(Recorded data)
use crate::error::InputError;
use crate::matrix::matrix::{check_shape, Matrix};
use crate::policy::policy::NumericPolicy;

/// Build a matrix from text cells, reading each one with `policy`.
///
/// The shape is checked before any cell is read; the first unreadable cell
/// (row-major order) is reported with its position.
pub fn parse_matrix<P, S>(lines: &[Vec<S>], policy: &P) -> Result<Matrix<P::Scalar>, InputError>
where
    P: NumericPolicy,
    S: AsRef<str>,
{
    check_shape(lines)?;

    let values = lines
        .iter()
        .enumerate()
        .map(|(row, line)| {
            line.iter()
                .enumerate()
                .map(|(col, cell)| {
                    policy
                        .parse(cell.as_ref())
                        .ok_or_else(|| InputError::NonNumeric {
                            row,
                            col,
                            text: cell.as_ref().to_string(),
                        })
                })
                .collect::<Result<Vec<_>, _>>()
        })
        .collect::<Result<Vec<_>, _>>()?;

    Matrix::from_rows(values)
}

// --------------------------------------------------
//                      TESTS
// --------------------------------------------------
//! Step-by-step row reduction and solution classification for linear systems.
//!
//! A matrix is reduced to row echelon form, row echelon form with leading
//! ones, or reduced row echelon form. Every elementary row operation is kept
//! as a [`Step`] with its own snapshot, so a front end can show the work. The
//! same engine runs on `f64` ([`FloatPolicy`], partial pivoting with a zero
//! tolerance) or on exact rationals ([`ExactPolicy`]).
//!
//! ```
//! use echelon::{classify, parse_matrix, ExactPolicy, SolutionDescriptor};
//!
//! let m = parse_matrix(&[vec!["2", "1", "5"], vec!["4", "2", "10"]], &ExactPolicy).unwrap();
//! let solution = classify(&m, &ExactPolicy).unwrap();
//! assert_eq!(
//!     solution,
//!     SolutionDescriptor::Infinite { free_variable_indices: vec![1] }
//! );
//! ```

pub mod elimination {
    pub mod engine;
    pub mod mode;
    pub mod step;
}
pub mod matrix {
    pub mod matrix;
    pub mod parse;
}
pub mod policy {
    pub mod exact;
    pub mod float;
    pub mod policy;
}
pub mod rings {
    pub mod fraction;
}
pub mod solution {
    pub mod classifier;
    pub mod descriptor;
}

pub mod error;

#[cfg(feature = "python")]
pub mod python;

mod proptests;

pub use elimination::engine::{reduce, reduce_augmented, Reduction};
pub use elimination::mode::Mode;
pub use elimination::step::{RowOperation, Step};
pub use error::{EchelonError, InputError, Result};
pub use matrix::matrix::{Element, Matrix};
pub use matrix::parse::parse_matrix;
pub use policy::exact::ExactPolicy;
pub use policy::float::FloatPolicy;
pub use policy::policy::{NumericPolicy, Pivoting};
pub use rings::fraction::{Fraction, ParseFractionError};
pub use solution::classifier::{analyze, classify, Analysis};
pub use solution::descriptor::SolutionDescriptor;
//! Eigendecomposition of a small dense symmetric (or tridiagonal) matrix via `*syev`/`*heev`

use crate::{error::*, flags::UPLO, layout::MatrixLayout};
use cauchy::*;
use num_traits::{ToPrimitive, Zero};

/// Wraps `*syev`/`*heev`. Like [`crate::eig::Eig_`], the input need not be dense: the symmetric
/// Krylov engine calls this on an already-tridiagonal `m x m` matrix.
pub trait Eigh_: Scalar {
    /// Eigenvalues (ascending) and, if requested, eigenvectors overwriting `a` in place.
    fn eigh(calc_eigenvec: bool, layout: MatrixLayout, uplo: UPLO, a: &mut [Self]) -> Result<Vec<Self::Real>>;
}

macro_rules! impl_eigh_real {
    ($scalar:ty, $ev:path) => {
        impl Eigh_ for $scalar {
            fn eigh(calc_eigenvec: bool, layout: MatrixLayout, uplo: UPLO, a: &mut [Self]) -> Result<Vec<Self::Real>> {
                let (n, _) = layout.size();
                let jobz: *const i8 = if calc_eigenvec { b"V\0".as_ptr() as *const i8 } else { b"N\0".as_ptr() as *const i8 };
                let mut w = vec![Self::zero(); n as usize];

                let mut info = 0;
                let mut work_size = [Self::zero()];
                unsafe {
                    $ev(jobz, uplo.as_ptr(), &n, a.as_mut_ptr(), &n, w.as_mut_ptr(), work_size.as_mut_ptr(), &(-1), &mut info);
                }
                info.as_lapack_result()?;

                let lwork = ToPrimitive::to_usize(&work_size[0]).unwrap();
                let mut work = vec![Self::zero(); lwork];
                let lwork = lwork as i32;
                unsafe {
                    $ev(jobz, uplo.as_ptr(), &n, a.as_mut_ptr(), &n, w.as_mut_ptr(), work.as_mut_ptr(), &lwork, &mut info);
                }
                info.as_lapack_result()?;

                Ok(w)
            }
        }
    };
}

impl_eigh_real!(f64, lapack_sys::dsyev_);
impl_eigh_real!(f32, lapack_sys::ssyev_);

macro_rules! impl_eigh_complex {
    ($scalar:ty, $ev:path) => {
        impl Eigh_ for $scalar {
            fn eigh(calc_eigenvec: bool, layout: MatrixLayout, uplo: UPLO, a: &mut [Self]) -> Result<Vec<Self::Real>> {
                let (n, _) = layout.size();
                let jobz: *const i8 = if calc_eigenvec { b"V\0".as_ptr() as *const i8 } else { b"N\0".as_ptr() as *const i8 };
                let mut w = vec![Self::Real::zero(); n as usize];
                let mut rwork = vec![Self::Real::zero(); (3 * n - 2).max(1) as usize];

                let mut info = 0;
                let mut work_size = [Self::zero()];
                unsafe {
                    $ev(
                        jobz,
                        uplo.as_ptr(),
                        &n,
                        a.as_mut_ptr(),
                        &n,
                        w.as_mut_ptr(),
                        work_size.as_mut_ptr(),
                        &(-1),
                        rwork.as_mut_ptr(),
                        &mut info,
                    );
                }
                info.as_lapack_result()?;

                let lwork = ToPrimitive::to_usize(&work_size[0].re()).unwrap();
                let mut work = vec![Self::zero(); lwork];
                let lwork = lwork as i32;
                unsafe {
                    $ev(
                        jobz,
                        uplo.as_ptr(),
                        &n,
                        a.as_mut_ptr(),
                        &n,
                        w.as_mut_ptr(),
                        work.as_mut_ptr(),
                        &lwork,
                        rwork.as_mut_ptr(),
                        &mut info,
                    );
                }
                info.as_lapack_result()?;

                Ok(w)
            }
        }
    };
}

impl_eigh_complex!(c64, lapack_sys::zheev_);
impl_eigh_complex!(c32, lapack_sys::cheev_);

#[cfg(test)]
mod tests {
    use super::*;

    #[test]
    fn diagonal_real_eigh() {
        let mut a = vec![3.0_f64, 0.0, 0.0, 0.0, 1.0, 0.0, 0.0, 0.0, 2.0];
        let l = MatrixLayout::square_col_major(3);
        let w = f64::eigh(false, l, UPLO::Upper, &mut a).unwrap();
        assert!((w[0] - 1.0).abs() < 1e-10);
        assert!((w[1] - 2.0).abs() < 1e-10);
        assert!((w[2] - 3.0).abs() < 1e-10);
    }
}
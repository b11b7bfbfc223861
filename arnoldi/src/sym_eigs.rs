//! Symmetric (Lanczos) implicitly restarted eigensolver.
//!
//! Maintains a Krylov factorization `A V = V H + f eₘᵀ` with `H` kept as a dense `m x m` array
//! (symmetric, tridiagonal in exact arithmetic); restarts by an implicit QR step with shifts
//! taken from the unwanted end of the Ritz spectrum.

use std::collections::HashSet;

use ndarray::{s, Array1, Array2, ArrayView1};
use num_traits::Float;

use lax::Eigh_;

use crate::dense_eigen;
use crate::error::{Error, Result};
use crate::operator::Product;
use crate::qr::UpperHessenbergQR;
use crate::selection::{select_both_ends, SelectionRule};
use crate::util::{
    l2_norm, mat_t_vec, mat_vec, orthogonalize_against, random_unit_vector, random_unit_vector_with_rng, vec_dot, RandomReal,
};

/// Extra DGKS re-orthogonalization rounds allowed beyond the unconditional first pass.
const MAX_REORTH_ROUNDS: usize = 3;

pub struct SymmetricEigs<R, Op> {
    op: Op,
    n: usize,
    k: usize,
    m: usize,
    rule: SelectionRule,
    v: Array2<R>,
    h: Array2<R>,
    f: Array1<R>,
    j: usize,
    ritz_val: Vec<R>,
    ritz_vec: Array2<R>,
    ritz_conv: Vec<bool>,
    num_iterations: usize,
    num_operations: usize,
}

impl<R, Op> SymmetricEigs<R, Op>
where
    R: RandomReal + Eigh_<Real = R>,
    Op: Product<R>,
{
    /// `k` wanted eigenpairs, subspace dimension `m` (`k < m <= n`), selected by `rule`
    /// (only `LargestMagn`, `SmallestMagn`, `LargestAlge`, `SmallestAlge`, `BothEnds` are valid).
    pub fn new(op: Op, k: usize, m: usize, rule: SelectionRule) -> Result<Self> {
        rule.validate_for_symmetric()?;
        let n = op.rows();
        if op.rows() != op.cols() {
            return Err(Error::NonSquareOperator { rows: op.rows(), cols: op.cols() });
        }
        if !(k >= 1 && k < n) {
            return Err(Error::InvalidParameter { what: "k", value: k as i64, constraint: "1 <= k < n" });
        }
        if !(k + 1 <= m && m <= n) {
            return Err(Error::InvalidParameter { what: "m", value: m as i64, constraint: "k+1 <= m <= n" });
        }
        Ok(SymmetricEigs {
            op,
            n,
            k,
            m,
            rule,
            v: Array2::zeros((n, m)),
            h: Array2::zeros((m, m)),
            f: Array1::zeros(n),
            j: 0,
            ritz_val: Vec::new(),
            ritz_vec: Array2::zeros((m, k)),
            ritz_conv: vec![false; k],
            num_iterations: 0,
            num_operations: 0,
        })
    }

    /// Seed the factorization from a caller-supplied vector (normalized internally).
    pub fn init(&mut self, init_vec: ArrayView1<R>) -> Result<()> {
        if init_vec.len() != self.n {
            return Err(Error::InitVectorLengthMismatch { got: init_vec.len(), expected: self.n });
        }
        self.start(init_vec.to_owned())
    }

    /// Seed the factorization from a random unit vector drawn from the thread-local RNG.
    pub fn init_random(&mut self) -> Result<()> {
        self.start(random_unit_vector(self.n))
    }

    /// Seed the factorization from a random unit vector drawn from a caller-supplied RNG.
    pub fn init_with_rng<Rg: rand::Rng>(&mut self, rng: &mut Rg) -> Result<()> {
        self.start(random_unit_vector_with_rng(self.n, rng))
    }

    fn start(&mut self, v0: Array1<R>) -> Result<()> {
        let norm = l2_norm(v0.view());
        let v0 = v0.mapv(|x| x / norm);
        self.v.column_mut(0).assign(&v0);
        let mut w = Array1::zeros(self.n);
        self.op.perform_op(v0.view(), w.view_mut());
        self.num_operations += 1;
        let h00 = vec_dot(v0.view(), w.view());
        self.h[(0, 0)] = h00;
        self.f = &w - &v0.mapv(|x| x * h00);
        self.j = 1;
        Ok(())
    }

    /// Extend the factorization from column `from` (exclusive of its residual) up to `to`.
    fn factorize_from(&mut self, from: usize, to: usize) {
        let eps = R::epsilon();
        for i in from..to {
            let h_norm = crate::util::frobenius_norm(self.h.view()).max(R::one());
            let beta = l2_norm(self.f.view());
            if beta < eps * h_norm {
                let mut candidate = random_unit_vector::<R>(self.n);
                orthogonalize_against(&mut candidate, self.v.slice(s![.., 0..i]));
                let cnorm = l2_norm(candidate.view());
                candidate.mapv_inplace(|x| x / cnorm);
                self.v.column_mut(i).assign(&candidate);
                if i > 0 {
                    self.h[(i, i - 1)] = R::zero();
                    self.h[(i - 1, i)] = R::zero();
                }
            } else {
                let vi = self.f.mapv(|x| x / beta);
                self.v.column_mut(i).assign(&vi);
                if i > 0 {
                    self.h[(i, i - 1)] = beta;
                    self.h[(i - 1, i)] = beta;
                }
            }

            let vi = self.v.column(i).to_owned();
            let mut w = Array1::zeros(self.n);
            self.op.perform_op(vi.view(), w.view_mut());
            self.num_operations += 1;

            let v_active = self.v.slice(s![.., 0..=i]);
            let mut h_col = mat_t_vec(v_active, w.view());
            let mut f = &w - &mat_vec(v_active, h_col.view());

            let mut prev_norm = l2_norm(f.view());
            for _ in 0..MAX_REORTH_ROUNDS {
                let corr = mat_t_vec(v_active, f.view());
                f = &f - &mat_vec(v_active, corr.view());
                h_col = &h_col + &corr;
                let two_sqrt: R = R::from(std::f64::consts::SQRT_2).unwrap();
                let new_norm = l2_norm(f.view());
                let big_drop = new_norm < prev_norm / two_sqrt;
                prev_norm = new_norm;
                if !big_drop {
                    break;
                }
            }

            for row in 0..=i {
                self.h[(row, i)] = h_col[row];
                self.h[(i, row)] = h_col[row];
            }
            self.f = f;
        }
        self.j = to;
    }

    fn retrieve_ritzpair(&mut self) -> Result<()> {
        let (vals, vecs) = dense_eigen::symmetric_eigen(&self.h)?;
        let order = self.rule.sort_indices_real(&vals);
        let wanted: Vec<usize> = if self.rule == SelectionRule::BothEnds {
            select_both_ends(&order, self.k)
        } else {
            order[..self.k].to_vec()
        };
        self.ritz_val = wanted.iter().map(|&i| vals[i]).collect();
        for (col, &src) in wanted.iter().enumerate() {
            self.ritz_vec.column_mut(col).assign(&vecs.column(src));
        }
        Ok(())
    }

    fn converged(&mut self, tol: R) -> bool {
        let two_thirds = R::epsilon().powf(R::from(2.0 / 3.0).unwrap());
        let fnorm = l2_norm(self.f.view());
        let mut all_converged = true;
        for i in 0..self.k {
            let bound = tol * self.ritz_val[i].abs().max(two_thirds);
            let residual = self.ritz_vec[(self.m - 1, i)].abs() * fnorm;
            let ok = residual < bound;
            self.ritz_conv[i] = ok;
            all_converged = all_converged && ok;
        }
        all_converged
    }

    fn restart(&mut self) -> Result<()> {
        let k_prime = self.k;
        let (vals, _vecs) = dense_eigen::symmetric_eigen(&self.h)?;
        let order = self.rule.sort_indices_real(&vals);
        let wanted: Vec<usize> = if self.rule == SelectionRule::BothEnds {
            select_both_ends(&order, k_prime)
        } else {
            order[..k_prime].to_vec()
        };
        let wanted_set: HashSet<usize> = wanted.into_iter().collect();
        let shifts: Vec<R> = order.iter().filter(|i| !wanted_set.contains(i)).map(|&i| vals[i]).collect();

        let mut em = Array1::<R>::zeros(self.m);
        em[self.m - 1] = R::one();

        for &mu in &shifts {
            let mut shifted = self.h.clone();
            for d in 0..self.m {
                shifted[(d, d)] = shifted[(d, d)] - mu;
            }
            let qr = UpperHessenbergQR::compute(&shifted);
            qr.apply_yq(self.v.view_mut());
            self.h = qr.matrix_rq();
            for d in 0..self.m {
                self.h[(d, d)] = self.h[(d, d)] + mu;
            }
            qr.apply_qty_vec(em.view_mut());
        }

        let vk = self.v.column(k_prime).to_owned();
        let coeff = self.h[(k_prime, k_prime - 1)];
        self.f = &self.f * em[k_prime - 1] + &vk.mapv(|x| x * coeff);
        self.j = k_prime;
        Ok(())
    }

    /// Run up to `maxit` restart cycles or until all `k` wanted Ritz pairs satisfy the
    /// convergence bound `residual < tol * max(|ritz_val|, eps^(2/3))`. Returns the number of
    /// converged pairs. Call [`init`](Self::init) or [`init_random`](Self::init_random) first.
    pub fn compute(&mut self, maxit: usize, tol: R) -> Result<usize> {
        self.factorize_from(self.j, self.m);
        self.retrieve_ritzpair()?;
        let mut iters = 0;
        loop {
            if self.converged(tol) || iters >= maxit {
                break;
            }
            self.restart()?;
            self.factorize_from(self.j, self.m);
            self.retrieve_ritzpair()?;
            iters += 1;
            self.num_iterations = iters;
        }
        self.sort_final_by_descending_magnitude();
        Ok(self.ritz_conv.iter().filter(|&&c| c).count())
    }

    fn sort_final_by_descending_magnitude(&mut self) {
        let mut idx: Vec<usize> = (0..self.k).collect();
        idx.sort_by(|&a, &b| {
            self.ritz_val[b]
                .abs()
                .partial_cmp(&self.ritz_val[a].abs())
                .unwrap_or(std::cmp::Ordering::Equal)
        });
        let vals: Vec<R> = idx.iter().map(|&i| self.ritz_val[i]).collect();
        let conv: Vec<bool> = idx.iter().map(|&i| self.ritz_conv[i]).collect();
        let mut vecs = Array2::zeros((self.m, self.k));
        for (col, &src) in idx.iter().enumerate() {
            vecs.column_mut(col).assign(&self.ritz_vec.column(src));
        }
        self.ritz_val = vals;
        self.ritz_conv = conv;
        self.ritz_vec = vecs;
    }

    pub fn num_iterations(&self) -> usize {
        self.num_iterations
    }

    pub fn num_operations(&self) -> usize {
        self.num_operations
    }

    /// Converged eigenvalues, descending by magnitude.
    pub fn eigenvalues(&self) -> Vec<R> {
        (0..self.k).filter(|&i| self.ritz_conv[i]).map(|i| self.ritz_val[i]).collect()
    }

    /// Converged eigenvectors (columns of the original `n`-dimensional space), same order as
    /// [`eigenvalues`](Self::eigenvalues).
    pub fn eigenvectors(&self) -> Array2<R> {
        let idx: Vec<usize> = (0..self.k).filter(|&i| self.ritz_conv[i]).collect();
        let mut out = Array2::zeros((self.n, idx.len()));
        for (col, &i) in idx.iter().enumerate() {
            let vec = mat_vec(self.v.view(), self.ritz_vec.column(i));
            out.column_mut(col).assign(&vec);
        }
        out
    }
}

#[cfg(test)]
mod tests {
    use super::*;
    use ndarray::{array, ArrayViewMut1};

    struct Diag(Array1<f64>);

    impl Product<f64> for Diag {
        fn rows(&self) -> usize {
            self.0.len()
        }
        fn cols(&self) -> usize {
            self.0.len()
        }
        fn perform_op(&self, x: ArrayView1<f64>, mut y: ArrayViewMut1<f64>) {
            for i in 0..self.0.len() {
                y[i] = self.0[i] * x[i];
            }
        }
    }

    #[test]
    fn recovers_largest_eigenvalues_of_diagonal_matrix() {
        let op = Diag(array![1.0, 2.0, 3.0, 4.0, 5.0, 6.0]);
        let mut eigs = SymmetricEigs::new(op, 2, 5, SelectionRule::LargestAlge).unwrap();
        eigs.init_random().unwrap();
        let nconv = eigs.compute(100, 1e-10).unwrap();
        assert_eq!(nconv, 2);
        let vals = eigs.eigenvalues();
        assert!((vals[0] - 6.0).abs() < 1e-8);
        assert!((vals[1] - 5.0).abs() < 1e-8);
    }

    #[test]
    fn recovers_both_ends_of_diagonal_matrix() {
        let op = Diag(array![1.0, 2.0, 3.0, 4.0, 5.0, 6.0, 7.0]);
        let mut eigs = SymmetricEigs::new(op, 4, 6, SelectionRule::BothEnds).unwrap();
        eigs.init_random().unwrap();
        let nconv = eigs.compute(200, 1e-10).unwrap();
        assert_eq!(nconv, 4);
        let mut vals = eigs.eigenvalues();
        vals.sort_by(|a, b| a.partial_cmp(b).unwrap());
        assert!((vals[0] - 1.0).abs() < 1e-6);
        assert!((vals[1] - 2.0).abs() < 1e-6);
        assert!((vals[2] - 6.0).abs() < 1e-6);
        assert!((vals[3] - 7.0).abs() < 1e-6);
    }

    #[test]
    fn rejects_out_of_range_k() {
        let op = Diag(array![1.0, 2.0, 3.0]);
        assert!(SymmetricEigs::new(op, 3, 3, SelectionRule::LargestMagn).is_err());
    }
}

> What is being asked
Go over the data above and copy every line that has the word "bound" in it.

> Completed exercise
            let bound = tol * self.ritz_val[i].abs().max(two_thirds);
            let ok = residual < bound;
    /// convergence bound `residual < tol * max(|ritz_val|, eps^(2/3))`. Returns the number of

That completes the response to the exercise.